商品開発と並行して、これまでに三重県にある体験牧場「伊賀の里モクモク手づくりファーム」などの視察を通じて、工房や周囲の空間づくりに関する知見を高めたほか、工房の設置に向けて、建築家やデザイナー、保健所などと協議しながら、生産体制の確立を目指して活動しています。
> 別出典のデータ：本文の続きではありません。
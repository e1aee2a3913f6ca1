// =============================================================================
// HTML Report Renderer
// =============================================================================
//
// Single self-contained page (inline CSS, no scripts) suitable for static
// hosting:
//   header  →  stat cards (oversold / neutral / overbought)  →  result table
// An empty report swaps the cards and table for a "No data available" block.
// All data-derived text is HTML-escaped.
// =============================================================================

use std::fmt::Write;

use crate::classifier::{OVERBOUGHT_THRESHOLD, OVERSOLD_THRESHOLD};
use crate::report::Report;
use crate::types::AssetResult;

const POSITIVE_COLOR: &str = "#28a745";
const NEGATIVE_COLOR: &str = "#dc3545";

const STYLE: &str = r#"
        body {
            font-family: -apple-system, BlinkMacSystemFont, 'Segoe UI', Roboto, sans-serif;
            max-width: 1200px;
            margin: 0 auto;
            padding: 20px;
            background-color: #f5f5f5;
        }
        .header, .stat-card, .empty {
            background: white;
            border-radius: 8px;
            box-shadow: 0 2px 4px rgba(0,0,0,0.1);
        }
        .header { text-align: center; margin-bottom: 30px; padding: 20px; }
        .stats {
            display: grid;
            grid-template-columns: repeat(auto-fit, minmax(200px, 1fr));
            gap: 20px;
            margin-bottom: 30px;
        }
        .stat-card { padding: 20px; text-align: center; }
        .stat-number { font-size: 2em; font-weight: bold; margin-bottom: 5px; }
        .oversold { color: #28a745; }
        .overbought { color: #dc3545; }
        .neutral { color: #6c757d; }
        table {
            width: 100%;
            border-collapse: collapse;
            background: white;
            border-radius: 8px;
            overflow: hidden;
            box-shadow: 0 2px 4px rgba(0,0,0,0.1);
        }
        th, td { padding: 12px; text-align: left; border-bottom: 1px solid #ddd; }
        th { background-color: #f8f9fa; font-weight: 600; }
        tr:hover { background-color: #f8f9fa; }
        .rsi-cell { font-weight: bold; }
        .category-badge {
            padding: 4px 8px;
            border-radius: 4px;
            font-size: 0.85em;
            font-weight: bold;
            color: white;
        }
        .badge-oversold { background-color: #28a745; }
        .badge-overbought { background-color: #dc3545; }
        .badge-neutral { background-color: #6c757d; }
        .empty { text-align: center; padding: 40px; }
        .updated { text-align: center; margin-top: 20px; color: #6c757d; font-size: 0.9em; }
"#;

/// Render the full page.
pub fn render_html(report: &Report) -> String {
    let mut out = String::with_capacity(8 * 1024 + report.results.len() * 512);

    out.push_str("<!DOCTYPE html>\n<html lang=\"en\">\n<head>\n");
    out.push_str("    <meta charset=\"UTF-8\">\n");
    out.push_str("    <meta name=\"viewport\" content=\"width=device-width, initial-scale=1.0\">\n");
    out.push_str("    <title>Crypto RSI Screener</title>\n");
    let _ = write!(out, "    <style>{STYLE}    </style>\n</head>\n<body>\n");

    out.push_str("    <div class=\"header\">\n");
    out.push_str("        <h1>Crypto RSI Screener</h1>\n");
    out.push_str(
        "        <p>Relative Strength Index analysis for the top cryptocurrencies by market cap</p>\n",
    );
    out.push_str("    </div>\n");

    if report.is_empty() {
        out.push_str("    <div class=\"empty\">\n");
        out.push_str("        <h3>No data available</h3>\n");
        out.push_str("        <p>Unable to fetch cryptocurrency data at this time.</p>\n");
        out.push_str("    </div>\n");
    } else {
        render_stats(&mut out, report);
        render_table(&mut out, &report.results, &report.currency);
    }

    let _ = write!(
        out,
        "    <div class=\"updated\">\n        <p>Last updated: {}</p>\n        \
         <p>Data source: <a href=\"https://www.coingecko.com/\" target=\"_blank\">CoinGecko API</a></p>\n    \
         </div>\n</body>\n</html>\n",
        escape_html(&report.timestamp())
    );

    out
}

fn render_stats(out: &mut String, report: &Report) {
    let cards = [
        ("oversold", report.stats.oversold, format!("Oversold (RSI &le; {OVERSOLD_THRESHOLD})")),
        (
            "neutral",
            report.stats.neutral,
            format!("Neutral ({OVERSOLD_THRESHOLD} &lt; RSI &lt; {OVERBOUGHT_THRESHOLD})"),
        ),
        ("overbought", report.stats.overbought, format!("Overbought (RSI &ge; {OVERBOUGHT_THRESHOLD})")),
    ];

    out.push_str("    <div class=\"stats\">\n");
    for (class, count, caption) in cards {
        let _ = write!(
            out,
            "        <div class=\"stat-card\">\n            \
             <div class=\"stat-number {class}\">{count}</div>\n            \
             <div>{caption}</div>\n        </div>\n"
        );
    }
    out.push_str("    </div>\n");
}

fn render_table(out: &mut String, results: &[AssetResult], currency: &str) {
    out.push_str("    <table>\n        <thead>\n            <tr>\n");
    let price_heading = format!("Price ({})", escape_html(&currency.to_uppercase()));
    for heading in ["Rank", "Symbol", "Name", price_heading.as_str(), "24h Change", "7d Change", "RSI", "Category"] {
        let _ = writeln!(out, "                <th>{heading}</th>");
    }
    out.push_str("            </tr>\n        </thead>\n        <tbody>\n");

    for r in results {
        let class = r.classification.css_class();
        let rank = r
            .market_cap_rank
            .map_or_else(|| "-".to_string(), |n| format!("#{n}"));

        out.push_str("            <tr>\n");
        let _ = writeln!(out, "                <td>{rank}</td>");
        let _ = writeln!(out, "                <td><strong>{}</strong></td>", escape_html(&r.symbol));
        let _ = writeln!(out, "                <td>{}</td>", escape_html(&r.name));
        let _ = writeln!(out, "                <td>{}</td>", format_price(r.current_price, currency));
        let _ = writeln!(
            out,
            "                <td style=\"{}\">{:+.2}%</td>",
            change_style(r.price_change_24h_pct),
            r.price_change_24h_pct
        );
        let _ = writeln!(
            out,
            "                <td style=\"{}\">{:+.2}%</td>",
            change_style(r.price_change_7d_pct),
            r.price_change_7d_pct
        );
        let _ = writeln!(out, "                <td class=\"rsi-cell {class}\">{:.2}</td>", r.rsi);
        let _ = writeln!(
            out,
            "                <td><span class=\"category-badge badge-{class}\">{}</span></td>",
            r.classification
        );
        out.push_str("            </tr>\n");
    }

    out.push_str("        </tbody>\n    </table>\n");
}

/// Inline colour for a signed percentage change; flat values are uncoloured.
fn change_style(pct: f64) -> String {
    if pct > 0.0 {
        format!("color: {POSITIVE_COLOR};")
    } else if pct < 0.0 {
        format!("color: {NEGATIVE_COLOR};")
    } else {
        String::new()
    }
}

/// Four-decimal price; dollar-prefixed for USD, currency-suffixed otherwise.
fn format_price(value: f64, currency: &str) -> String {
    let amount = format_thousands(value, 4);
    if currency.eq_ignore_ascii_case("usd") {
        format!("${amount}")
    } else {
        format!("{amount} {}", escape_html(&currency.to_uppercase()))
    }
}

/// Fixed-point formatting with `,` grouping in the integer part.
pub fn format_thousands(value: f64, decimals: usize) -> String {
    let fixed = format!("{:.*}", decimals, value.abs());
    let (int_part, frac_part) = match fixed.split_once('.') {
        Some((i, f)) => (i, Some(f)),
        None => (fixed.as_str(), None),
    };

    let mut grouped = String::with_capacity(int_part.len() + int_part.len() / 3 + 1);
    for (i, ch) in int_part.chars().enumerate() {
        if i > 0 && (int_part.len() - i) % 3 == 0 {
            grouped.push(',');
        }
        grouped.push(ch);
    }

    let sign = if value < 0.0 && fixed.chars().any(|c| c.is_ascii_digit() && c != '0') {
        "-"
    } else {
        ""
    };
    match frac_part {
        Some(frac) => format!("{sign}{grouped}.{frac}"),
        None => format!("{sign}{grouped}"),
    }
}

/// Minimal escaping for text nodes and double-quoted attributes.
pub fn escape_html(input: &str) -> String {
    let mut out = String::with_capacity(input.len());
    for ch in input.chars() {
        match ch {
            '&' => out.push_str("&amp;"),
            '<' => out.push_str("&lt;"),
            '>' => out.push_str("&gt;"),
            '"' => out.push_str("&quot;"),
            '\'' => out.push_str("&#39;"),
            _ => out.push(ch),
        }
    }
    out
}

#[cfg(test)]
mod tests {
    use super::*;
    use crate::classifier::Classification;
    use crate::report::test_support::{asset, fixed_time, sample_report};

    #[test]
    fn renders_stats_and_rows() {
        let html = render_html(&sample_report());
        assert!(html.starts_with("<!DOCTYPE html>"));
        assert!(html.contains("<div class=\"stat-number oversold\">2</div>"));
        assert!(html.contains("<div class=\"stat-number neutral\">1</div>"));
        assert!(html.contains("<div class=\"stat-number overbought\">2</div>"));
        assert_eq!(html.matches("<tr>").count(), 6); // header + 5 rows
        assert!(html.contains("<td>#7</td>"));
        assert!(html.contains("<td>$1,234.5000</td>"));
        assert!(html.contains("<td class=\"rsi-cell overbought\">88.80</td>"));
        assert!(html.contains("badge-oversold\">Oversold</span>"));
        assert!(html.contains("Last updated: 2026-10-19 08:30:00 UTC"));
        assert!(!html.contains("No data available"));
    }

    #[test]
    fn rows_follow_result_order() {
        let html = render_html(&sample_report());
        let a = html.find("<strong>AAA</strong>").unwrap();
        let e = html.find("<strong>EEE</strong>").unwrap();
        assert!(a < e);
    }

    #[test]
    fn price_column_follows_quote_currency() {
        let usd = render_html(&sample_report());
        assert!(usd.contains("<th>Price (USD)</th>"));

        let eur = render_html(&sample_report().with_currency("eur"));
        assert!(eur.contains("<th>Price (EUR)</th>"));
        assert!(eur.contains("<td>1,234.5000 EUR</td>"));
        assert!(!eur.contains("USD"));
        assert!(!eur.contains("<td>$"));
    }

    #[test]
    fn signed_changes_are_coloured() {
        let html = render_html(&sample_report());
        assert!(html.contains("<td style=\"color: #28a745;\">+2.50%</td>"));
        assert!(html.contains("<td style=\"color: #dc3545;\">-4.25%</td>"));
    }

    #[test]
    fn empty_report_renders_no_data_state() {
        let html = render_html(&Report::new(Vec::new(), fixed_time()));
        assert!(html.contains("No data available"));
        assert!(!html.contains("<table>"));
        assert!(html.contains("Last updated: 2026-10-19 08:30:00 UTC"));
        assert!(html.trim_end().ends_with("</html>"));
    }

    #[test]
    fn unranked_and_hostile_names() {
        let mut a = asset("X<Y", 50.0, Classification::Neutral);
        a.name = "<script>alert('x')</script>".to_string();
        a.market_cap_rank = None;
        a.price_change_24h_pct = 0.0;
        let html = render_html(&Report::new(vec![a], fixed_time()));
        assert!(!html.contains("<script>"));
        assert!(html.contains("&lt;script&gt;alert(&#39;x&#39;)&lt;/script&gt;"));
        assert!(html.contains("<strong>X&lt;Y</strong>"));
        assert!(html.contains("<td>-</td>"));
        assert!(html.contains("<td style=\"\">+0.00%</td>"));
    }

    #[test]
    fn thousands_grouping() {
        assert_eq!(format_thousands(0.0, 4), "0.0000");
        assert_eq!(format_thousands(999.5, 2), "999.50");
        assert_eq!(format_thousands(1000.0, 0), "1,000");
        assert_eq!(format_thousands(64_123.456_78, 4), "64,123.4568");
        assert_eq!(format_thousands(1_234_567.0, 1), "1,234,567.0");
        assert_eq!(format_thousands(-12_345.6, 1), "-12,345.6");
        assert_eq!(format_thousands(-0.00001, 2), "0.00");
    }
}
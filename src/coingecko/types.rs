// =============================================================================
// CoinGecko market record — decoded one coin at a time
// =============================================================================
//
// The markets endpoint is fetched as a raw JSON array and every element is
// decoded separately, so a single coin with a missing or mistyped field is
// skipped without failing the rest of the batch.
//
// Required: `symbol`, `name`, `current_price`.
// Required but nullable: `market_cap`, `market_cap_rank`.
// Optional: percentage changes and the 7-day sparkline
// (`sparkline_in_7d.price`, an array of numbers that may contain nulls).
// =============================================================================

use serde::{Deserialize, Deserializer};

/// One element of `GET /coins/markets`.
#[derive(Debug, Clone, Deserialize)]
pub struct CoinMarket {
    pub symbol: String,
    pub name: String,
    pub current_price: f64,
    #[serde(deserialize_with = "nullable")]
    pub market_cap: Option<f64>,
    #[serde(deserialize_with = "nullable")]
    pub market_cap_rank: Option<u32>,
    #[serde(default)]
    pub price_change_percentage_24h: Option<f64>,
    #[serde(default)]
    pub price_change_percentage_7d_in_currency: Option<f64>,
    #[serde(default)]
    pub sparkline_in_7d: Option<Sparkline>,
}

/// `null` decodes to `None`, but the key itself must be present.
fn nullable<'de, D, T>(deserializer: D) -> Result<Option<T>, D::Error>
where
    D: Deserializer<'de>,
    T: Deserialize<'de>,
{
    Option::<T>::deserialize(deserializer)
}

/// Hourly price samples covering the last seven days.
#[derive(Debug, Clone, Default, Deserialize)]
pub struct Sparkline {
    #[serde(default)]
    pub price: Vec<Option<f64>>,
}

impl CoinMarket {
    /// Decode a single raw market entry.
    pub fn from_value(raw: &serde_json::Value) -> Result<Self, serde_json::Error> {
        Self::deserialize(raw)
    }

    /// Number of sparkline slots as delivered, nulls included.
    pub fn raw_sample_count(&self) -> usize {
        self.sparkline_in_7d.as_ref().map_or(0, |s| s.price.len())
    }

    /// Sparkline with null samples removed, in chronological order.
    pub fn price_window(&self) -> Vec<f64> {
        self.sparkline_in_7d
            .as_ref()
            .map(|s| s.price.iter().flatten().copied().collect())
            .unwrap_or_default()
    }
}

/// Best-effort display label for a raw entry, used in skip diagnostics.
pub fn label_of(raw: &serde_json::Value) -> String {
    raw.get("name")
        .and_then(|v| v.as_str())
        .or_else(|| raw.get("id").and_then(|v| v.as_str()))
        .unwrap_or("Unknown")
        .to_string()
}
PNL副代表理事の畠山信さんは、「震災によりなにもかもが流されてしまった場所での再スタートの難しさに直面しています」と語る一方、PNLの活動を通じて、域内外の支援者とのコラボレーションが復興のカギになると感じています。「ここ唐桑を訪れる多くの訪問者は、この場所がまるで絵本の世界のようだと言います。気仙沼市内からここに至るまでの道中は鹿やリス、タヌキなどたくさんの動物たちに遭遇し、山を越えた先にはリアス独特の美しい海と山のコントラストが広がり、その地に息づく人々の営みと古き良き漁師町の景色が周囲の自然と絶妙に融合しています。ひっそりと、でも真摯に仕事に向き合う生産者をはじめ人々の生活・景観・素材のすべてをパッケージにした地域ブランドを確立させ、応援してくれている皆さんの期待に応えたいと思います」。

Civic Forceは、震災直後から開始した「NPOパートナー協働事業」や今夏立ち上げた「中長期復興支援事業を通じて、PNLのように地域の将来を見据え、まちを元気にしていく活動をサポートしています。

 

※アイガモ農法:アイガモを水田に放すことで、農薬や除草剤を使わずに雑草や害虫を駆除する有機農法の一つ。アイガモの排泄する糞尿が有機肥料となるほか、アイガモが泳いで水や泥をかき回すことで水田内へ酸素を補給するなど、様々な効果が確認されている。